The Finance Ministry must not make the exchange rate a matter of life and death and try to adjust as India (with 8 percent devaluation) and other countries have done to increase exports. This was stated by Dr Hafiz Pasha, former Advisor to the Prime Minister on Finance while speaking as a guest in 'Paisa Bolta Hai' with Anjum Ibrahim.
Pakistan rupee has depreciated by 3 per cent whereas China's currency fell by 6 per cent and India's currency by 8 per cent and there was also a decline in exports. There has been a 70 per cent increase in current account deficit during the last seven months largely because of import of cotton bales of around four million. Remittances have flattened and growth was only 2 per cent during the last two months and it would be an achievement if remittances remain stable at the current level.
Dr Pasha said that the country's debt is a matter of concern for him because during the seven months the government borrowed over $3 billion from external sources and there was only $3 billion increase in foreign exchange reserves, which means that $1 billion was spent on imports which is not sustainable. He said that SBP profit is going to be less compared to last year because of decline in interest rate. He also expressed skepticism at the claim of rising SBP profits in budget documents.
Dr Pasha argued that credit default swap protecting nation against nation for five years surged by 56 basis points may be because of medium term prospective as Paris debt relief has ended now and there is international thinking that Pakistan should be sensible particularly about expensive international -borrowing through bonds.
Dr Pasha stated that the government's top priority must be to increase the country's exports as it would help repay the maturing foreign borrowing in the next two to three years.
He added that next fiscal year's budget must focus on growth and increase in development spending especially on China Pakistan Economic Corridor to take full benefit of the project in two to three years. Former advisor to Prime Minister on Finance stated that he was optimistic that with only two remaining reviews of Extended Fund Facility (EFF) of International Monetary Fund (IMF) Pakistan should now focus on increasing development spending to achieve growth.
About state of the economy, he said that there is a mixed picture with some negative and some positive aspects. A 30 per cent production decline in cotton production will have a very negative impact on the GDP. Dr Pasha regretted that agriculture by and large has remained neglected and the country needs to move towards better seed variety which could not happen because the Seed Act has yet to be passed by the assembly.
He added that country used to give support price for cotton in the past but support price is now being provided for only two crops, wheat and sugar, and cotton and rice are not being given support price. If in the coming years support price is not set for cotton crops, then production of the commodity may further decline.
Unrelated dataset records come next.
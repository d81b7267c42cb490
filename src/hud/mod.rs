//! Overlay groups and everything that moves them around
//!
//! # Architecture
//!
//! - `group`: `OverlayGroup`, the default layout and scale limits
//! - `layout`: Per-frame measurement of a group's cells and size
//! - `registry`: `OverlayRegistry`, the owner of every live group
//! - `interaction`: Drag/scroll state machine for the layout editor
//! - `notice`: Timed user-facing messages
//! - `error`: `HudError`
//!
//! Input is applied first, then `OverlayRegistry::refresh_layouts`, then
//! rendering; renderers only read.

pub mod error;
pub mod group;
pub mod interaction;
pub mod layout;
pub mod notice;
pub mod registry;

pub use error::HudError;
pub use group::{
    rainbow, GroupColors, OverlayGroup, Rgb, DEFAULT_GROUP_NAME, MAX_SCALE, MIN_SCALE,
    RAINBOW_PERIOD_MS, SCALE_STEP,
};
pub use interaction::{InteractionController, InteractionState};
pub use layout::{measure_group, GroupLayout, PlacedWidget};
pub use notice::{Notice, NoticeBoard, NOTICE_LIFETIME_MS};
pub use registry::{LoadReport, OverlayRegistry, MAX_OVERLAYS};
Dr Pasha said that the positive aspect in the economy was an historically low inflation rate and this was not only Pakistan specific as low inflation phenomenon was across the globe and some countries fear that they may go into deflation, Inflation in Pakistan is moderate, he said.
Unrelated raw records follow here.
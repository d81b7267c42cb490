use super::input::{self, InputId};
use crate::click_rate::MouseSide;
use crate::host::{InputCatalog, TextMeasure};
use crate::settings::{CpsDisplay, KeyDisplay};
use serde::{Deserialize, Serialize};

/// Horizontal padding added around the label of a text-sized widget.
pub const TEXT_PADDING: f64 = 5.0;

/// Labels up to this many characters fit the fixed base width.
pub const MAX_FIXED_LABEL_LEN: usize = 3;

/// What a widget looks like and how big it is by default.
#[derive(Debug, Clone, Copy, PartialEq, Eq, Hash, Serialize, Deserialize)]
#[serde(rename_all = "snake_case")]
pub enum WidgetKind {
    /// A keyboard key (movement keys and every custom binding)
    Key,
    MouseLeft,
    MouseRight,
    /// The wide jump bar
    Spacebar,
}

impl WidgetKind {
    /// Height at scale 1.0.
    pub fn base_height(self) -> f64 {
        match self {
            WidgetKind::Key => 25.0,
            WidgetKind::MouseLeft | WidgetKind::MouseRight => 27.0,
            WidgetKind::Spacebar => 15.0,
        }
    }

    /// Width at scale 1.0.
    pub fn base_width(self) -> f64 {
        match self {
            WidgetKind::Key => 25.0,
            WidgetKind::MouseLeft | WidgetKind::MouseRight => 38.0,
            WidgetKind::Spacebar => 78.0,
        }
    }

    /// The mouse button whose click rate this widget shows, if any.
    pub fn mouse_side(self) -> Option<MouseSide> {
        match self {
            WidgetKind::MouseLeft => Some(MouseSide::Left),
            WidgetKind::MouseRight => Some(MouseSide::Right),
            _ => None,
        }
    }
}

/// The input a widget shows.
#[derive(Debug, Clone, PartialEq, Eq, Serialize, Deserialize)]
#[serde(tag = "type", content = "input", rename_all = "snake_case")]
pub enum Binding {
    /// Takes up layout space but is never drawn or clickable
    Barrier,
    Input(InputId),
}

/// Display options that decide what text a widget shows this frame.
#[derive(Debug, Clone, Copy, PartialEq)]
pub struct FaceOptions {
    pub key_display: KeyDisplay,
    pub cps_display: CpsDisplay,
    /// Current click rate of the widget's mouse button (ignored otherwise)
    pub cps: u32,
}

/// One keystroke cell of an overlay.
///
/// Width and height are stored already multiplied by the owning overlay's
/// scale. `owner` names the overlay the widget belongs to; it is a lookup key
/// into the registry, not a reference, and is reassigned on registration.
#[derive(Debug, Clone, PartialEq, Serialize, Deserialize)]
pub struct Widget {
    binding: Binding,
    kind: WidgetKind,
    width: f64,
    height: f64,
    is_default: bool,
    #[serde(skip)]
    owner: Option<String>,
}

impl Widget {
    /// A spacing-only cell with the size of a key.
    pub fn barrier() -> Self {
        Self::sized(Binding::Barrier, WidgetKind::Key, true)
    }

    /// A cell of the default overlay; always uses the base size of `kind`.
    pub fn default_input(input: impl Into<InputId>, kind: WidgetKind) -> Self {
        Self::sized(Binding::Input(input.into()), kind, true)
    }

    /// A user-bound key cell. Long labels widen the cell to fit the text.
    pub fn custom(input: InputId, catalog: &dyn InputCatalog, measure: &dyn TextMeasure) -> Self {
        let mut widget = Self::sized(Binding::Input(input), WidgetKind::Key, false);
        widget.rescale(1.0, catalog, measure);
        widget
    }

    fn sized(binding: Binding, kind: WidgetKind, is_default: bool) -> Self {
        Widget {
            binding,
            kind,
            width: kind.base_width(),
            height: kind.base_height(),
            is_default,
            owner: None,
        }
    }

    pub fn binding(&self) -> &Binding {
        &self.binding
    }

    /// The bound input, `None` for barriers.
    pub fn input(&self) -> Option<&InputId> {
        match &self.binding {
            Binding::Barrier => None,
            Binding::Input(id) => Some(id),
        }
    }

    pub fn is_barrier(&self) -> bool {
        matches!(self.binding, Binding::Barrier)
    }

    pub fn is_bound_to(&self, input: &InputId) -> bool {
        self.input() == Some(input)
    }

    pub fn kind(&self) -> WidgetKind {
        self.kind
    }

    pub fn width(&self) -> f64 {
        self.width
    }

    pub fn height(&self) -> f64 {
        self.height
    }

    pub fn is_default(&self) -> bool {
        self.is_default
    }

    /// Name of the overlay this widget is registered in.
    pub fn owner(&self) -> Option<&str> {
        self.owner.as_deref()
    }

    pub(crate) fn set_owner(&mut self, overlay_name: &str) {
        self.owner = Some(overlay_name.to_string());
    }

    /// The uppercased display name of the bound input.
    pub fn label(&self, catalog: &dyn InputCatalog) -> String {
        self.input()
            .map(|id| catalog.display_name(id).to_uppercase())
            .unwrap_or_default()
    }

    /// Whether this widget's width follows its label instead of the base width.
    pub fn sized_by_text(&self, label: &str) -> bool {
        !self.is_default && label.chars().count() > MAX_FIXED_LABEL_LEN
    }

    /// Recomputes width and height for a new overlay scale.
    pub fn rescale(&mut self, scale: f64, catalog: &dyn InputCatalog, measure: &dyn TextMeasure) {
        self.height = self.kind.base_height() * scale;

        let label = self.label(catalog);
        self.width = if self.sized_by_text(&label) {
            measure.measure_width(&label, scale) + TEXT_PADDING * scale
        } else {
            self.kind.base_width() * scale
        };
    }

    /// Lines of text drawn on this widget, top to bottom.
    ///
    /// Barriers and the space bar show no text.
    pub fn face_text(&self, catalog: &dyn InputCatalog, options: FaceOptions) -> Vec<String> {
        let Some(id) = self.input() else {
            return Vec::new();
        };

        match self.kind {
            WidgetKind::Key => {
                if options.key_display == KeyDisplay::Arrows {
                    let arrow = match id.as_str() {
                        input::FORWARD => Some("^"),
                        input::LEFT => Some("<"),
                        input::BACK => Some("v"),
                        input::RIGHT => Some(">"),
                        _ => None,
                    };
                    if let Some(arrow) = arrow {
                        return vec![arrow.to_string()];
                    }
                }
                vec![self.label(catalog)]
            }
            WidgetKind::MouseLeft | WidgetKind::MouseRight => {
                let name = self.kind.mouse_side().map(MouseSide::label).unwrap_or_default();
                let rate = format!("{} CPS", options.cps);

                match options.cps_display {
                    CpsDisplay::Never => vec![name.to_string()],
                    CpsDisplay::OnClick if options.cps == 0 => vec![name.to_string()],
                    CpsDisplay::OnClick => vec![rate],
                    CpsDisplay::Always => vec![name.to_string(), rate],
                }
            }
            WidgetKind::Spacebar => Vec::new(),
        }
    }
}

#[cfg(test)]
mod tests {
    use super::*;
    use crate::host::KeyNameCatalog;
    use crate::text::BitmapTextMeasure;

    fn options(cps_display: CpsDisplay, cps: u32) -> FaceOptions {
        FaceOptions {
            key_display: KeyDisplay::Letters,
            cps_display,
            cps,
        }
    }

    #[test]
    fn test_default_widgets_use_base_size() {
        let space = Widget::default_input(input::JUMP, WidgetKind::Spacebar);
        assert_eq!((space.height(), space.width()), (15.0, 78.0));

        let mouse = Widget::default_input(input::ATTACK, WidgetKind::MouseLeft);
        assert_eq!((mouse.height(), mouse.width()), (27.0, 38.0));
    }

    #[test]
    fn test_short_custom_label_keeps_base_width() {
        let widget = Widget::custom(InputId::keyboard("q"), &KeyNameCatalog, &BitmapTextMeasure);
        assert_eq!(widget.width(), 25.0);
        assert!(!widget.is_default());
    }

    #[test]
    fn test_long_custom_label_sizes_by_text() {
        let mut widget =
            Widget::custom(InputId::keyboard("left shift"), &KeyNameCatalog, &BitmapTextMeasure);
        // "LEFT SHIFT" = 10 glyphs * 6px + 5px padding
        assert_eq!(widget.width(), 65.0);

        widget.rescale(2.0, &KeyNameCatalog, &BitmapTextMeasure);
        assert_eq!(widget.width(), 130.0);
        assert_eq!(widget.height(), 50.0);
    }

    #[test]
    fn test_barrier_has_no_input_and_no_text() {
        let barrier = Widget::barrier();
        assert!(barrier.is_barrier());
        assert_eq!(barrier.input(), None);
        assert!(barrier.face_text(&KeyNameCatalog, options(CpsDisplay::Always, 3)).is_empty());
    }

    #[test]
    fn test_mouse_face_text_follows_cps_display() {
        let left = Widget::default_input(input::ATTACK, WidgetKind::MouseLeft);
        let catalog = KeyNameCatalog;

        assert_eq!(left.face_text(&catalog, options(CpsDisplay::Never, 4)), vec!["LMB"]);
        assert_eq!(left.face_text(&catalog, options(CpsDisplay::OnClick, 0)), vec!["LMB"]);
        assert_eq!(left.face_text(&catalog, options(CpsDisplay::OnClick, 4)), vec!["4 CPS"]);
        assert_eq!(
            left.face_text(&catalog, options(CpsDisplay::Always, 0)),
            vec!["LMB", "0 CPS"]
        );
    }

    #[test]
    fn test_arrow_display_for_movement_keys() {
        let forward = Widget::default_input(input::FORWARD, WidgetKind::Key);
        let custom = Widget::custom(InputId::keyboard("q"), &KeyNameCatalog, &BitmapTextMeasure);
        let arrows = FaceOptions {
            key_display: KeyDisplay::Arrows,
            cps_display: CpsDisplay::Always,
            cps: 0,
        };

        assert_eq!(forward.face_text(&KeyNameCatalog, arrows), vec!["^"]);
        assert_eq!(custom.face_text(&KeyNameCatalog, arrows), vec!["Q"]);
        assert_eq!(
            forward.face_text(&KeyNameCatalog, options(CpsDisplay::Always, 0)),
            vec!["W"]
        );
    }

    #[test]
    fn test_binding_round_trips_through_json() {
        let widget = Widget::custom(InputId::keyboard("q"), &KeyNameCatalog, &BitmapTextMeasure);
        let json = serde_json::to_string(&widget).unwrap();
        let back: Widget = serde_json::from_str(&json).unwrap();
        assert_eq!(back, widget);

        let barrier_json = serde_json::to_string(&Widget::barrier()).unwrap();
        assert!(barrier_json.contains("\"barrier\""));
    }
}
According to Pasha fiscal deficit and current account deficit are very significant. As far as fiscal deficit was concerned, the government discussion with IMF reflects that the target of fiscal deficit was met. The target was met mainly because of two factors - one, there was increase in revenue on account of customs duty and sales tax and, two, the government withheld refunds. Defence expenditure has been slashed by 12 per cent on the books which was not understandable given ongoing zarb-e-azb as well as security issues in the country.
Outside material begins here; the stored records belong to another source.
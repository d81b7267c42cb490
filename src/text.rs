//! Bitmap text for the HUD
//!
//! A procedural 5x7 bitmap font. Glyphs are drawn as filled squares, so the
//! same table serves both the renderer (behind the `sdl` feature) and
//! [`BitmapTextMeasure`], which sizes text-labelled widgets without touching
//! any graphics API.

use crate::host::TextMeasure;

/// Glyph cell width in font pixels.
pub const GLYPH_WIDTH: u32 = 5;

/// Glyph cell height in font pixels.
pub const GLYPH_HEIGHT: u32 = 7;

/// Horizontal advance per character (glyph + 1px spacing).
pub const GLYPH_ADVANCE: u32 = GLYPH_WIDTH + 1;

/// Returns the 5x7 bit pattern for a character (case-insensitive).
///
/// Each row is the low five bits of a byte, most significant bit on the left.
/// Unknown characters render as a full block.
pub fn glyph(c: char) -> [u8; 7] {
    match c.to_ascii_uppercase() {
        'A' => [0b01110, 0b10001, 0b10001, 0b11111, 0b10001, 0b10001, 0b10001],
        'B' => [0b11110, 0b10001, 0b10001, 0b11110, 0b10001, 0b10001, 0b11110],
        'C' => [0b01110, 0b10001, 0b10000, 0b10000, 0b10000, 0b10001, 0b01110],
        'D' => [0b11110, 0b10001, 0b10001, 0b10001, 0b10001, 0b10001, 0b11110],
        'E' => [0b11111, 0b10000, 0b10000, 0b11110, 0b10000, 0b10000, 0b11111],
        'F' => [0b11111, 0b10000, 0b10000, 0b11110, 0b10000, 0b10000, 0b10000],
        'G' => [0b01110, 0b10001, 0b10000, 0b10111, 0b10001, 0b10001, 0b01110],
        'H' => [0b10001, 0b10001, 0b10001, 0b11111, 0b10001, 0b10001, 0b10001],
        'I' => [0b11111, 0b00100, 0b00100, 0b00100, 0b00100, 0b00100, 0b11111],
        'J' => [0b00111, 0b00010, 0b00010, 0b00010, 0b00010, 0b10010, 0b01100],
        'K' => [0b10001, 0b10010, 0b10100, 0b11000, 0b10100, 0b10010, 0b10001],
        'L' => [0b10000, 0b10000, 0b10000, 0b10000, 0b10000, 0b10000, 0b11111],
        'M' => [0b10001, 0b11011, 0b10101, 0b10001, 0b10001, 0b10001, 0b10001],
        'N' => [0b10001, 0b11001, 0b10101, 0b10011, 0b10001, 0b10001, 0b10001],
        'O' => [0b01110, 0b10001, 0b10001, 0b10001, 0b10001, 0b10001, 0b01110],
        'P' => [0b11110, 0b10001, 0b10001, 0b11110, 0b10000, 0b10000, 0b10000],
        'Q' => [0b01110, 0b10001, 0b10001, 0b10001, 0b10101, 0b10010, 0b01101],
        'R' => [0b11110, 0b10001, 0b10001, 0b11110, 0b10100, 0b10010, 0b10001],
        'S' => [0b01110, 0b10001, 0b10000, 0b01110, 0b00001, 0b10001, 0b01110],
        'T' => [0b11111, 0b00100, 0b00100, 0b00100, 0b00100, 0b00100, 0b00100],
        'U' => [0b10001, 0b10001, 0b10001, 0b10001, 0b10001, 0b10001, 0b01110],
        'V' => [0b10001, 0b10001, 0b10001, 0b10001, 0b10001, 0b01010, 0b00100],
        'W' => [0b10001, 0b10001, 0b10001, 0b10001, 0b10101, 0b11011, 0b10001],
        'X' => [0b10001, 0b10001, 0b01010, 0b00100, 0b01010, 0b10001, 0b10001],
        'Y' => [0b10001, 0b10001, 0b01010, 0b00100, 0b00100, 0b00100, 0b00100],
        'Z' => [0b11111, 0b00001, 0b00010, 0b00100, 0b01000, 0b10000, 0b11111],
        '0' => [0b01110, 0b10001, 0b10011, 0b10101, 0b11001, 0b10001, 0b01110],
        '1' => [0b00100, 0b01100, 0b00100, 0b00100, 0b00100, 0b00100, 0b01110],
        '2' => [0b01110, 0b10001, 0b00001, 0b00110, 0b01000, 0b10000, 0b11111],
        '3' => [0b11111, 0b00010, 0b00100, 0b00010, 0b00001, 0b10001, 0b01110],
        '4' => [0b00010, 0b00110, 0b01010, 0b10010, 0b11111, 0b00010, 0b00010],
        '5' => [0b11111, 0b10000, 0b11110, 0b00001, 0b00001, 0b10001, 0b01110],
        '6' => [0b00110, 0b01000, 0b10000, 0b11110, 0b10001, 0b10001, 0b01110],
        '7' => [0b11111, 0b00001, 0b00010, 0b00100, 0b01000, 0b01000, 0b01000],
        '8' => [0b01110, 0b10001, 0b10001, 0b01110, 0b10001, 0b10001, 0b01110],
        '9' => [0b01110, 0b10001, 0b10001, 0b01111, 0b00001, 0b00010, 0b01100],
        ':' => [0b00000, 0b00000, 0b00100, 0b00000, 0b00100, 0b00000, 0b00000],
        '/' => [0b00001, 0b00010, 0b00010, 0b00100, 0b01000, 0b01000, 0b10000],
        '<' => [0b00010, 0b00100, 0b01000, 0b10000, 0b01000, 0b00100, 0b00010],
        '>' => [0b01000, 0b00100, 0b00010, 0b00001, 0b00010, 0b00100, 0b01000],
        '-' => [0b00000, 0b00000, 0b00000, 0b11111, 0b00000, 0b00000, 0b00000],
        '+' => [0b00000, 0b00100, 0b00100, 0b11111, 0b00100, 0b00100, 0b00000],
        '.' => [0b00000, 0b00000, 0b00000, 0b00000, 0b00000, 0b01100, 0b01100],
        '!' => [0b00100, 0b00100, 0b00100, 0b00100, 0b00100, 0b00000, 0b00100],
        '(' => [0b00010, 0b00100, 0b01000, 0b01000, 0b01000, 0b00100, 0b00010],
        ')' => [0b01000, 0b00100, 0b00010, 0b00010, 0b00010, 0b00100, 0b01000],
        '^' => [0b00100, 0b01010, 0b10001, 0b00000, 0b00000, 0b00000, 0b00000],
        ' ' => [0b00000, 0b00000, 0b00000, 0b00000, 0b00000, 0b00000, 0b00000],
        _ => [0b11111, 0b11111, 0b11111, 0b11111, 0b11111, 0b11111, 0b11111],
    }
}

/// Width in screen pixels of `text` drawn at `scale`.
pub fn text_width(text: &str, scale: f64) -> f64 {
    text.chars().count() as f64 * GLYPH_ADVANCE as f64 * scale
}

/// Whole-pixel scale used when drawing the bitmap font for an overlay scale.
pub fn pixel_scale(scale: f64) -> u32 {
    (scale.floor() as u32).max(1)
}

/// Text metrics of the built-in bitmap font.
#[derive(Debug, Clone, Copy, Default)]
pub struct BitmapTextMeasure;

impl TextMeasure for BitmapTextMeasure {
    fn measure_width(&self, text: &str, scale: f64) -> f64 {
        text_width(text, scale)
    }
}

/// Renders bitmap text using procedural rectangles (5x7 font)
///
/// # Parameters
///
/// - `canvas`: SDL2 canvas to render to
/// - `text`: Text string to render (case-insensitive)
/// - `x`, `y`: Top-left position in pixels
/// - `color`: Text color
/// - `scale`: Size of one font pixel in screen pixels
#[cfg(feature = "sdl")]
pub fn draw_simple_text(
    canvas: &mut sdl2::render::Canvas<sdl2::video::Window>,
    text: &str,
    x: i32,
    y: i32,
    color: sdl2::pixels::Color,
    scale: u32,
) -> Result<(), String> {
    use sdl2::rect::Rect;

    canvas.set_draw_color(color);

    let char_width = (GLYPH_ADVANCE * scale) as i32;
    let pixel_size = scale as i32;

    for (i, c) in text.chars().enumerate() {
        let char_x = x + i as i32 * char_width;

        for (row, &pattern_row) in glyph(c).iter().enumerate() {
            for col in 0..GLYPH_WIDTH as i32 {
                if (pattern_row >> (4 - col)) & 1 == 1 {
                    canvas.fill_rect(Rect::new(
                        char_x + col * pixel_size,
                        y + row as i32 * pixel_size,
                        scale,
                        scale,
                    ))?;
                }
            }
        }
    }

    Ok(())
}

#[cfg(test)]
mod tests {
    use super::*;

    #[test]
    fn test_glyph_is_case_insensitive() {
        assert_eq!(glyph('a'), glyph('A'));
        assert_eq!(glyph('v'), glyph('V'));
    }

    #[test]
    fn test_unknown_glyph_is_block() {
        assert!(glyph('~').iter().all(|&row| row == 0b11111));
    }

    #[test]
    fn test_measure_scales_with_length_and_scale() {
        let measure = BitmapTextMeasure;
        assert_eq!(measure.measure_width("LMB", 1.0), 18.0);
        assert_eq!(measure.measure_width("LEFT SHIFT", 2.0), 120.0);
        assert_eq!(measure.measure_width("", 3.0), 0.0);
    }

    #[test]
    fn test_pixel_scale() {
        assert_eq!(pixel_scale(1.0), 1);
        assert_eq!(pixel_scale(1.9), 1);
        assert_eq!(pixel_scale(2.5), 2);
        assert_eq!(pixel_scale(0.5), 1);
    }
}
Dr Pasha revealed that the government has only released 22 per cent development spending during the fist six months and "it seems that the government has achieved stabilisation by withholding expenditure which would have a negative impact on growth". On the fiscal side, this time deficit was achieved because of Rs 200 billion surplus of the provincial governments.
He said federal development spending stood at Rs 155 billion and Punjab development spending alone is Rs 140 billion which is surprising as the federal spending should have been a lot higher due to China Pakistan Economic Corridor. He said infrastructure and transport projects especially for the Corridor remain very low, about 19 per cent during the first six months, which would compromise implementation of CPEC.